▼
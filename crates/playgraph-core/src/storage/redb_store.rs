//! # redb-backed Graph Store
//!
//! The graph-database sink: an embedded redb database holding the node set
//! and the weight of every canonical pair.
//!
//! - Upserts are merge-by-identity: a node is created if absent and never
//!   duplicated; an edge increment adds to the stored weight
//! - Updates are buffered and committed in one write transaction per
//!   `batch_size` operations and at every file boundary
//! - In `StoreMode::Rebuild` both tables are dropped once, when the store is
//!   opened, before any write of the run

use crate::sink::{GraphSink, SinkReport};
use crate::{CanonicalPair, Edge, EdgeWeight, NodeId, PlaygraphError};
use redb::{Database, ReadableDatabase, ReadableTable, ReadableTableMetadata, TableDefinition};
use std::collections::{BTreeMap, BTreeSet};
use std::fs;
use std::path::{Path, PathBuf};
use tracing::{debug, info};

const SINK_NAME: &str = "redb";

/// Table for nodes: identifier -> ()
const NODES: TableDefinition<&str, ()> = TableDefinition::new("nodes");

/// Table for edges: (low, high) -> weight
const EDGES: TableDefinition<(&str, &str), u64> = TableDefinition::new("edges");

fn store_error(e: impl std::fmt::Display) -> PlaygraphError {
    PlaygraphError::sink(SINK_NAME, e)
}

/// What to do with a store's existing contents when it is opened.
#[derive(Debug, Clone, Copy, PartialEq, Eq, Default)]
pub enum StoreMode {
    /// Drop all nodes and edges before the run.
    #[default]
    Rebuild,
    /// Keep existing contents and merge into them.
    Append,
}

/// A batched, disk-backed co-occurrence graph.
pub struct RedbGraphStore {
    db: Database,
    path: PathBuf,
    batch_size: usize,
    pending_nodes: BTreeSet<NodeId>,
    pending_edges: BTreeMap<CanonicalPair, EdgeWeight>,
    pending_ops: usize,
    batches_committed: u64,
    nodes_written: u64,
    edges_written: u64,
}

impl std::fmt::Debug for RedbGraphStore {
    fn fmt(&self, f: &mut std::fmt::Formatter<'_>) -> std::fmt::Result {
        f.debug_struct("RedbGraphStore")
            .field("path", &self.path)
            .field("batch_size", &self.batch_size)
            .field("pending_ops", &self.pending_ops)
            .finish_non_exhaustive()
    }
}

impl RedbGraphStore {
    /// Open or create a store at `path`.
    ///
    /// Returns `PlaygraphError::InvalidArgument` for a zero batch size.
    pub fn open(
        path: impl AsRef<Path>,
        mode: StoreMode,
        batch_size: usize,
    ) -> Result<Self, PlaygraphError> {
        if batch_size == 0 {
            return Err(PlaygraphError::InvalidArgument(
                "batch size must be at least 1".to_string(),
            ));
        }

        let path = path.as_ref().to_path_buf();
        if let Some(parent) = path.parent()
            && !parent.as_os_str().is_empty()
        {
            fs::create_dir_all(parent).map_err(store_error)?;
        }

        let db = Database::create(&path).map_err(store_error)?;

        {
            let write_txn = db.begin_write().map_err(store_error)?;
            if mode == StoreMode::Rebuild {
                write_txn.delete_table(NODES).map_err(store_error)?;
                write_txn.delete_table(EDGES).map_err(store_error)?;
            }
            let _ = write_txn.open_table(NODES).map_err(store_error)?;
            let _ = write_txn.open_table(EDGES).map_err(store_error)?;
            write_txn.commit().map_err(store_error)?;
        }

        info!(path = %path.display(), ?mode, batch_size, "opened graph store");

        Ok(Self {
            db,
            path,
            batch_size,
            pending_nodes: BTreeSet::new(),
            pending_edges: BTreeMap::new(),
            pending_ops: 0,
            batches_committed: 0,
            nodes_written: 0,
            edges_written: 0,
        })
    }

    /// Location of the database file.
    #[must_use]
    pub fn path(&self) -> &Path {
        &self.path
    }

    /// Number of buffered upserts not yet committed.
    #[must_use]
    pub fn pending_operations(&self) -> usize {
        self.pending_ops
    }

    /// Number of write transactions committed so far.
    #[must_use]
    pub fn batches_committed(&self) -> u64 {
        self.batches_committed
    }

    /// Commit all buffered upserts in one write transaction.
    ///
    /// The buffer is cleared whether or not the commit succeeds.
    pub fn flush(&mut self) -> Result<(), PlaygraphError> {
        if self.pending_ops == 0 {
            return Ok(());
        }

        let nodes = std::mem::take(&mut self.pending_nodes);
        let edges = std::mem::take(&mut self.pending_edges);
        let ops = std::mem::take(&mut self.pending_ops);

        let write_txn = self.db.begin_write().map_err(store_error)?;
        {
            let mut nodes_table = write_txn.open_table(NODES).map_err(store_error)?;
            for node in &nodes {
                nodes_table.insert(node.as_str(), ()).map_err(store_error)?;
            }

            let mut edges_table = write_txn.open_table(EDGES).map_err(store_error)?;
            for (pair, weight) in &edges {
                let key = (pair.low().as_str(), pair.high().as_str());
                let current = edges_table
                    .get(key)
                    .map_err(store_error)?
                    .map(|v| v.value())
                    .unwrap_or(0);
                let updated = current
                    .checked_add(weight.value())
                    .ok_or_else(|| PlaygraphError::overflow(pair))?;
                edges_table.insert(key, updated).map_err(store_error)?;
            }
        }
        write_txn.commit().map_err(store_error)?;

        self.batches_committed += 1;
        self.nodes_written += nodes.len() as u64;
        self.edges_written += edges.len() as u64;
        debug!(
            batch = self.batches_committed,
            ops,
            nodes = nodes.len(),
            edges = edges.len(),
            "committed store batch"
        );
        Ok(())
    }

    fn record_op(&mut self) -> Result<(), PlaygraphError> {
        self.pending_ops += 1;
        if self.pending_ops >= self.batch_size {
            self.flush()?;
        }
        Ok(())
    }

    /// Number of committed nodes.
    pub fn node_count(&self) -> Result<usize, PlaygraphError> {
        let read_txn = self.db.begin_read().map_err(store_error)?;
        let table = read_txn.open_table(NODES).map_err(store_error)?;
        let count = table.len().map_err(store_error)?;
        Ok(count as usize)
    }

    /// Number of committed edges.
    pub fn edge_count(&self) -> Result<usize, PlaygraphError> {
        let read_txn = self.db.begin_read().map_err(store_error)?;
        let table = read_txn.open_table(EDGES).map_err(store_error)?;
        let count = table.len().map_err(store_error)?;
        Ok(count as usize)
    }

    /// Committed weight of a canonical pair.
    pub fn weight(&self, pair: &CanonicalPair) -> Result<Option<EdgeWeight>, PlaygraphError> {
        let read_txn = self.db.begin_read().map_err(store_error)?;
        let table = read_txn.open_table(EDGES).map_err(store_error)?;
        let weight = table
            .get((pair.low().as_str(), pair.high().as_str()))
            .map_err(store_error)?
            .map(|v| EdgeWeight::new(v.value()));
        Ok(weight)
    }

    /// All committed nodes in identifier order.
    pub fn nodes(&self) -> Result<Vec<NodeId>, PlaygraphError> {
        let read_txn = self.db.begin_read().map_err(store_error)?;
        let table = read_txn.open_table(NODES).map_err(store_error)?;

        let mut nodes = Vec::new();
        for entry in table.iter().map_err(store_error)? {
            let (key, _) = entry.map_err(store_error)?;
            nodes.push(NodeId::from(key.value()));
        }
        Ok(nodes)
    }

    /// All committed edges in canonical-pair order.
    pub fn edges(&self) -> Result<Vec<Edge>, PlaygraphError> {
        let read_txn = self.db.begin_read().map_err(store_error)?;
        let table = read_txn.open_table(EDGES).map_err(store_error)?;

        let mut edges = Vec::new();
        for entry in table.iter().map_err(store_error)? {
            let (key, value) = entry.map_err(store_error)?;
            let (low, high) = key.value();
            let pair = CanonicalPair::new(NodeId::from(low), NodeId::from(high)).ok_or_else(|| {
                store_error(format!("stored self-edge on {}", low))
            })?;
            edges.push(Edge::new(pair, EdgeWeight::new(value.value())));
        }
        Ok(edges)
    }
}

impl GraphSink for RedbGraphStore {
    fn name(&self) -> &str {
        SINK_NAME
    }

    fn accept_node(&mut self, node: &NodeId) -> Result<(), PlaygraphError> {
        self.pending_nodes.insert(node.clone());
        self.record_op()
    }

    fn accept_edge(
        &mut self,
        pair: &CanonicalPair,
        weight: EdgeWeight,
    ) -> Result<(), PlaygraphError> {
        let entry = self.pending_edges.entry(pair.clone()).or_default();
        *entry = entry
            .checked_add(weight)
            .ok_or_else(|| PlaygraphError::overflow(pair))?;
        self.record_op()
    }

    fn end_file(&mut self) -> Result<(), PlaygraphError> {
        self.flush()
    }

    fn abandon_file(&mut self) {
        if self.pending_ops > 0 {
            debug!(ops = self.pending_ops, "discarding uncommitted store batch");
        }
        self.pending_nodes.clear();
        self.pending_edges.clear();
        self.pending_ops = 0;
    }

    fn tolerates_failures(&self) -> bool {
        true
    }

    fn finalize(&mut self) -> Result<SinkReport, PlaygraphError> {
        self.flush()?;
        info!(
            path = %self.path.display(),
            batches = self.batches_committed,
            "graph store finalized"
        );
        Ok(SinkReport {
            sink: SINK_NAME.to_string(),
            nodes_written: self.nodes_written,
            edges_written: self.edges_written,
            location: Some(self.path.clone()),
        })
    }
}

// =============================================================================
// TESTS
// =============================================================================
▲
In the listing, how many lines include the string "EdgeWeight"? State the number alone.

6